### PROBLEM
Below are some records. Print exactly the lines between the one holding "if held < Duration::seconds(tunings.fast_sell_max_secs)" and the one holding "let false_rate = false_flagged", inclusive, and nothing else.

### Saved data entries
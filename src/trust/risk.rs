//! Wallet behavioural risk factors.
//!
//! Counts false-flagged tokens, rugpull exits, fast sells and long holds
//! over recent history; composite = 30·falseRate + 30·rugpullRate +
//! 20·fastSellRate − 20·longHoldRate, clamped to [0, 100]. Long holding
//! reduces risk.

use chrono::{Duration, Utc};

use crate::config::RiskTunings;
use crate::types::{TradeAction, WalletInteraction, WalletRiskFactors};

/// Compute risk factors from interaction history. Empty history yields
/// the neutral profile.
pub fn compute_risk_factors(
    tunings: &RiskTunings,
    wallet: &str,
    interactions: &[WalletInteraction],
) -> WalletRiskFactors {
    if interactions.is_empty() {
        return WalletRiskFactors::neutral(wallet);
    }

    let mut total_sells = 0usize;
    let mut false_flagged = 0usize;
    let mut rugpull_exits = 0usize;
    let mut fast_sells = 0usize;
    let mut long_holds = 0usize;

    for interaction in interactions {
        let risk_factor = interaction.token_risk_factor.unwrap_or(0.0);

        if risk_factor > tunings.false_flag_threshold {
            false_flagged += 1;
        }

        if interaction.action == TradeAction::Sell {
            total_sells += 1;

            if let Some(bought_at) = interaction.related_buy_timestamp {
                let held = interaction.timestamp - bought_at;
                if held < Duration::seconds(tunings.fast_sell_max_secs) {
                    fast_sells += 1;
                } else if held > Duration::seconds(tunings.long_hold_min_secs) {
                    long_holds += 1;
                }
            }

            if risk_factor > tunings.rugpull_threshold {
                rugpull_exits += 1;
            }
        }
    }

    let false_rate = false_flagged as f64 / interactions.len() as f64;
    let (rugpull_rate, fast_rate, long_rate) = if total_sells > 0 {
        (
            rugpull_exits as f64 / total_sells as f64,
            fast_sells as f64 / total_sells as f64,
            long_holds as f64 / total_sells as f64,
        )
    } else {
        (0.0, 0.0, 0.0)
    };

    let risk_score = (false_rate * tunings.false_flag_weight
        + rugpull_rate * tunings.rugpull_weight
        + fast_rate * tunings.fast_sell_weight
        - long_rate * tunings.long_hold_weight)
        .clamp(0.0, 100.0);

    WalletRiskFactors {
        wallet_address: wallet.to_string(),
        risk_score,
        false_flagged_tokens: false_flagged,
        rugpull_exit_rate: rugpull_rate,
        fast_sell_rate: fast_rate,
        long_hold_rate: long_rate,
        updated_at: Utc::now(),
    }
}

#[cfg(test)]
mod tests {
    use super::*;

    fn interaction(
        action: TradeAction,
        risk_factor: Option<f64>,
        held_secs: Option<i64>,
    ) -> WalletInteraction {
        let now = Utc::now();
        WalletInteraction {
            id: format!("{}:{}", action.as_str(), now.timestamp_nanos_opt().unwrap_or(0)),
            wallet_address: "w".to_string(),
            token_address: "t".to_string(),
            token_symbol: "T".to_string(),
            tx_hash: "tx".to_string(),
            block_number: 0,
            timestamp: now,
            action,
            amount: 1.0,
            value: 1.0,
            price: 1.0,
            success: true,
            related_buy_timestamp: held_secs.map(|secs| now - Duration::seconds(secs)),
            token_risk_factor: risk_factor,
        }
    }

    #[test]
    fn test_empty_history_is_neutral() {
        let risk = compute_risk_factors(&RiskTunings::default(), "w1", &[]);
        assert_eq!(risk.risk_score, 50.0);
        assert_eq!(risk.false_flagged_tokens, 0);
    }

    #[test]
    fn test_false_flagged_counted() {
        let interactions = vec![interaction(TradeAction::Buy, Some(95.0), None)];
        let risk = compute_risk_factors(&RiskTunings::default(), "w1", &interactions);
        assert_eq!(risk.false_flagged_tokens, 1);
        // One flagged interaction out of one: 30 · 1.0
        assert_eq!(risk.risk_score, 30.0);
    }

    #[test]
    fn test_fast_sell_and_rugpull_rates() {
        let interactions = vec![
            interaction(TradeAction::Sell, Some(85.0), Some(60)),
            interaction(TradeAction::Sell, None, Some(40 * 24 * 3600)),
        ];
        let risk = compute_risk_factors(&RiskTunings::default(), "w1", &interactions);
        assert_eq!(risk.rugpull_exit_rate, 0.5);
        assert_eq!(risk.fast_sell_rate, 0.5);
        assert_eq!(risk.long_hold_rate, 0.5);
        // 30·0 + 30·0.5 + 20·0.5 − 20·0.5 = 15
        assert!((risk.risk_score - 15.0).abs() < 1e-9);
    }

    #[test]
    fn test_score_clamped_at_zero() {
        // Only long holds: negative contribution clamps to 0.
        let interactions = vec![interaction(TradeAction::Sell, None, Some(60 * 24 * 3600))];
        let risk = compute_risk_factors(&RiskTunings::default(), "w1", &interactions);
        assert_eq!(risk.risk_score, 0.0);
    }
}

### ANSWER
                if held < Duration::seconds(tunings.fast_sell_max_secs) {
                    fast_sells += 1;
                } else if held > Duration::seconds(tunings.long_hold_min_secs) {
                    long_holds += 1;
                }
            }

            if risk_factor > tunings.rugpull_threshold {
                rugpull_exits += 1;
            }
        }
    }

    let false_rate = false_flagged as f64 / interactions.len() as f64;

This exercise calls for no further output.